Vor ihrem offenen Gartentor hielt ein winziges Auto, dem eine mächtige schwarze Frau entstieg. Das mochte Clara an den Ausflügen mit Myrna vielleicht am liebsten. Zuzusehen, wie sie in ihr mikroskopisch kleines Auto ein- und ausstieg. Clara war überzeugt, dass Myrna im Grunde größer als das Auto war. Es war schon zum Schreien, Myrna im Sommer dabei zu beobachten, wie sie sich hineinwand, während ihr Kleid sich bis zur Taille hochschob. Myrna lachte nur darüber. Im Winter war es noch lustiger, weil sie dann einen dicken rosafarbenen Anorak trug, der ihren Umfang nahezu verdoppelte.

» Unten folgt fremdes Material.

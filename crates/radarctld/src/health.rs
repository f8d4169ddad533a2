//! Structured health reporting for service lifecycle events.

use std::sync::Arc;

use radarctl_config::{Config, SocketEndpoint};

use crate::bootstrap::BootstrapError;

const HEALTH_TARGET: &str = concat!(env!("CARGO_PKG_NAME"), "::health");

/// Observer trait used to surface lifecycle events to telemetry sinks.
pub trait HealthReporter: Send + Sync {
    /// Invoked before configuration loading begins.
    fn bootstrap_starting(&self);

    /// Invoked after bootstrap completes successfully.
    fn bootstrap_succeeded(&self, config: &Config, commands: usize);

    /// Invoked when bootstrap fails.
    fn bootstrap_failed(&self, error: &BootstrapError);

    /// Invoked once the listener accepts connections.
    fn listener_ready(&self, endpoint: &SocketEndpoint);

    /// Invoked after the listener stopped and the service is exiting.
    fn shutdown_complete(&self);
}

impl<T> HealthReporter for Arc<T>
where
    T: HealthReporter + ?Sized,
{
    fn bootstrap_starting(&self) {
        (**self).bootstrap_starting();
    }

    fn bootstrap_succeeded(&self, config: &Config, commands: usize) {
        (**self).bootstrap_succeeded(config, commands);
    }

    fn bootstrap_failed(&self, error: &BootstrapError) {
        (**self).bootstrap_failed(error);
    }

    fn listener_ready(&self, endpoint: &SocketEndpoint) {
        (**self).listener_ready(endpoint);
    }

    fn shutdown_complete(&self) {
        (**self).shutdown_complete();
    }
}

/// Default reporter that records lifecycle events using `tracing`.
#[derive(Debug, Default, Clone, Copy)]
pub struct StructuredHealthReporter;

impl StructuredHealthReporter {
    /// Builds a new reporter.
    #[must_use]
    pub fn new() -> Self {
        Self
    }
}

impl HealthReporter for StructuredHealthReporter {
    fn bootstrap_starting(&self) {
        tracing::info!(
            target: HEALTH_TARGET,
            event = "bootstrap_starting",
            "starting control service bootstrap"
        );
    }

    fn bootstrap_succeeded(&self, config: &Config, commands: usize) {
        tracing::info!(
            target: HEALTH_TARGET,
            event = "bootstrap_succeeded",
            socket = %config.daemon_socket(),
            commands,
            log_filter = %config.log_filter(),
            log_format = ?config.log_format(),
            "control service bootstrap completed"
        );
    }

    fn bootstrap_failed(&self, error: &BootstrapError) {
        tracing::error!(
            target: HEALTH_TARGET,
            event = "bootstrap_failed",
            error = %error,
            "control service bootstrap failed"
        );
    }

    fn listener_ready(&self, endpoint: &SocketEndpoint) {
        tracing::info!(
            target: HEALTH_TARGET,
            event = "listener_ready",
            endpoint = %endpoint,
            "accepting control sessions"
        );
    }

    fn shutdown_complete(&self) {
        tracing::info!(
            target: HEALTH_TARGET,
            event = "shutdown_complete",
            "control service stopped"
        );
    }
}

»Ich stamme von einer Insel, Kindchen. Mir ist einfach kalt.«

»Du stammst von der Insel Montréal«, stellte Clara fest.

»Stimmt«, bekannte Myrna mit einem Lachen. »Allerdings von der Südseite. Ich liebe den Winter. Es ist die einzige Zeit, in der ich eine rosa Haut bekomme. Was meinst du? Ginge ich durch?«

»Als was?«

»Als Weiße.«

Myrna sah ihre beste Freundin auf einmal ganz ernst an, dann lächelte sie. »Nein. Nein, nicht mehr. Nein.«

Die Antwort schien ihr zu gefallen, auch wenn sie darüber ein bisschen überrascht zu sein schien.

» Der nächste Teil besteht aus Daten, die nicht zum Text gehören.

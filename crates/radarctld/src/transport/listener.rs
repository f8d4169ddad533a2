//! Listener implementation for control sockets.

use std::io;
use std::net::{SocketAddr, TcpListener, ToSocketAddrs};
use std::sync::Arc;
use std::sync::atomic::{AtomicBool, Ordering};
use std::thread;
use std::time::Duration;

use tracing::{debug, info, warn};

use radarctl_config::SocketEndpoint;

use super::{ConnectionHandler, ConnectionStream, LISTENER_TARGET, ListenerError};

/// Pause between polls when no connection is pending.
const ACCEPT_BACKOFF: Duration = Duration::from_millis(25);
/// Pause after a failed accept.
const ERROR_BACKOFF: Duration = Duration::from_millis(150);

/// Listener bound to a control endpoint but not yet accepting.
#[derive(Debug)]
pub struct SocketListener {
    endpoint: SocketEndpoint,
    socket: TcpListener,
}

impl SocketListener {
    /// Binds `endpoint`.
    ///
    /// The host is resolved and each address is tried in order until one
    /// binds.
    ///
    /// # Errors
    ///
    /// Returns [`ListenerError`] when resolution fails or no address binds.
    pub fn bind(endpoint: &SocketEndpoint) -> Result<Self, ListenerError> {
        let socket = bind_tcp(endpoint)?;
        Ok(Self {
            endpoint: endpoint.clone(),
            socket,
        })
    }

    /// The endpoint this listener was bound to.
    #[must_use]
    pub fn endpoint(&self) -> &SocketEndpoint {
        &self.endpoint
    }

    /// The bound address, which differs from the endpoint when binding
    /// port 0.
    #[must_use]
    pub fn local_addr(&self) -> Option<SocketAddr> {
        self.socket.local_addr().ok()
    }

    /// Polls for one pending connection. Accepted streams are switched back
    /// to blocking mode for the session.
    fn poll(&self) -> io::Result<Option<ConnectionStream>> {
        match self.socket.accept() {
            Ok((stream, peer)) => {
                stream.set_nonblocking(false)?;
                debug!(target: LISTENER_TARGET, %peer, "accepted connection");
                Ok(Some(ConnectionStream::new(stream)))
            }
            Err(error) if error.kind() == io::ErrorKind::WouldBlock => Ok(None),
            Err(error) => Err(error),
        }
    }

    /// Starts the accept loop on a background thread.
    ///
    /// # Errors
    ///
    /// Returns [`ListenerError::NonBlocking`] when the socket cannot be
    /// switched to non-blocking mode and [`ListenerError::SpawnAcceptLoop`]
    /// when the accept thread cannot be created.
    pub fn start(self, handler: Arc<dyn ConnectionHandler>) -> Result<ListenerHandle, ListenerError> {
        self.socket
            .set_nonblocking(true)
            .map_err(|source| ListenerError::NonBlocking { source })?;

        let shutdown = Arc::new(AtomicBool::new(false));
        let accept_loop = AcceptLoop {
            listener: self,
            shutdown: Arc::clone(&shutdown),
            handler,
            sessions: 0,
        };
        let handle = thread::Builder::new()
            .name("radarctld-accept".to_owned())
            .spawn(move || accept_loop.run())
            .map_err(|source| ListenerError::SpawnAcceptLoop { source })?;

        Ok(ListenerHandle {
            shutdown,
            handle: Some(handle),
        })
    }
}

/// Handle to the background accept loop.
///
/// Dropping the handle requests shutdown without waiting for the thread.
#[derive(Debug)]
pub struct ListenerHandle {
    shutdown: Arc<AtomicBool>,
    handle: Option<thread::JoinHandle<()>>,
}

impl ListenerHandle {
    /// Stops accepting new connections. Sessions already running finish on
    /// their own threads.
    pub fn shutdown(&self) {
        self.shutdown.store(true, Ordering::SeqCst);
    }

    /// Waits for the accept loop to exit.
    ///
    /// # Errors
    ///
    /// Returns [`ListenerError::ThreadPanic`] when the accept thread panicked.
    pub fn join(mut self) -> Result<(), ListenerError> {
        self.handle
            .take()
            .map_or(Ok(()), |handle| handle.join().map_err(|_| ListenerError::ThreadPanic))
    }
}

impl Drop for ListenerHandle {
    fn drop(&mut self) {
        self.shutdown();
    }
}

/// State owned by the accept thread.
struct AcceptLoop {
    listener: SocketListener,
    shutdown: Arc<AtomicBool>,
    handler: Arc<dyn ConnectionHandler>,
    sessions: u64,
}

impl AcceptLoop {
    fn run(mut self) {
        let endpoint = self.listener.endpoint.clone();
        info!(target: LISTENER_TARGET, %endpoint, "socket listener active");

        // Only the first error of each kind in a run is logged.
        let mut last_error: Option<io::ErrorKind> = None;
        while !self.shutdown.load(Ordering::SeqCst) {
            match self.listener.poll() {
                Ok(Some(stream)) => {
                    last_error = None;
                    self.dispatch(stream);
                }
                Ok(None) => thread::sleep(ACCEPT_BACKOFF),
                Err(error) => {
                    if last_error.replace(error.kind()) != Some(error.kind()) {
                        warn!(target: LISTENER_TARGET, %error, "socket accept error");
                    }
                    thread::sleep(ERROR_BACKOFF);
                }
            }
        }

        info!(
            target: LISTENER_TARGET,
            %endpoint,
            sessions = self.sessions,
            "socket listener stopped"
        );
    }

    /// Hands the connection to the handler on a thread of its own.
    fn dispatch(&mut self, stream: ConnectionStream) {
        self.sessions += 1;
        let session = self.sessions;
        let handler = Arc::clone(&self.handler);
        let spawned = thread::Builder::new()
            .name(format!("radarctld-session-{session}"))
            .spawn(move || handler.handle(stream));
        if let Err(error) = spawned {
            warn!(
                target: LISTENER_TARGET,
                session,
                %error,
                "failed to spawn session thread; connection dropped"
            );
        }
    }
}

fn bind_tcp(endpoint: &SocketEndpoint) -> Result<TcpListener, ListenerError> {
    let candidates = (endpoint.host(), endpoint.port())
        .to_socket_addrs()
        .map_err(|source| ListenerError::Resolve {
            endpoint: endpoint.to_string(),
            source,
        })?;

    let mut last_failure = None;
    for addr in candidates {
        match TcpListener::bind(addr) {
            Ok(listener) => return Ok(listener),
            Err(source) => last_failure = Some(ListenerError::BindTcp { addr, source }),
        }
    }
    Err(last_failure.unwrap_or_else(|| ListenerError::NoAddresses {
        endpoint: endpoint.to_string(),
    }))
}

Jetzt stiefelte die falsche Weiße in ihrer aufgeplusterten rosa Haut, mit mehrfach um den Hals geschlungenen Schals und einer lila Mütze mit orangefarbenem Bommel den gerade erst freigeschaufelten Weg hoch.

Sie wären schnell in Montréal. Es war eine kurze Fahrt, weniger als anderthalb Stunden, selbst bei diesen Witterungsverhältnissen. Clara freute sich auf den Nachmittag, den sie mit Weihnachtseinkäufen verbringen wollte, aber der Höhepunkt des Ausflugs, eines jeden Ausflugs nach Montréal zur Weihnachtszeit, war ein Geheimnis. Ihr ganz persönliches Vergnügen.

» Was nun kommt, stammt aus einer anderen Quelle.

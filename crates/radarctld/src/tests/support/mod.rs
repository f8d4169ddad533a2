//! Test harness utilities shared by the behavioural suites.

mod config_loader;
mod reporter;
mod world;

pub use config_loader::{FailingConfigLoader, TestConfigLoader};
pub use reporter::{HealthEvent, RecordingHealthReporter};
pub use world::{TestWorld, world};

Clara Morrow konnte es kaum erwarten, das Weihnachtsschaufenster von Ogilvy’s zu sehen.

Das Nobelkaufhaus mitten in Montréal hatte das schönste Weihnachtsschaufenster auf der ganzen Welt. Mitte November wurden die riesigen Fensterscheiben plötzlich mit schwarzem Papier bedeckt. Dann begann das gespannte Warten. Wann würde der Schleier, hinter dem sich das Wunderwerk verbarg, gelüftet? Als Kind hatte Clara das aufregender gefunden als die Santa-Claus-Parade. Kaum hatte sich herumgesprochen, dass Ogilvy’s das Papier endlich wieder entfernt hatte, war Clara nach Downtown zu dem magischen Schaufenster geeilt.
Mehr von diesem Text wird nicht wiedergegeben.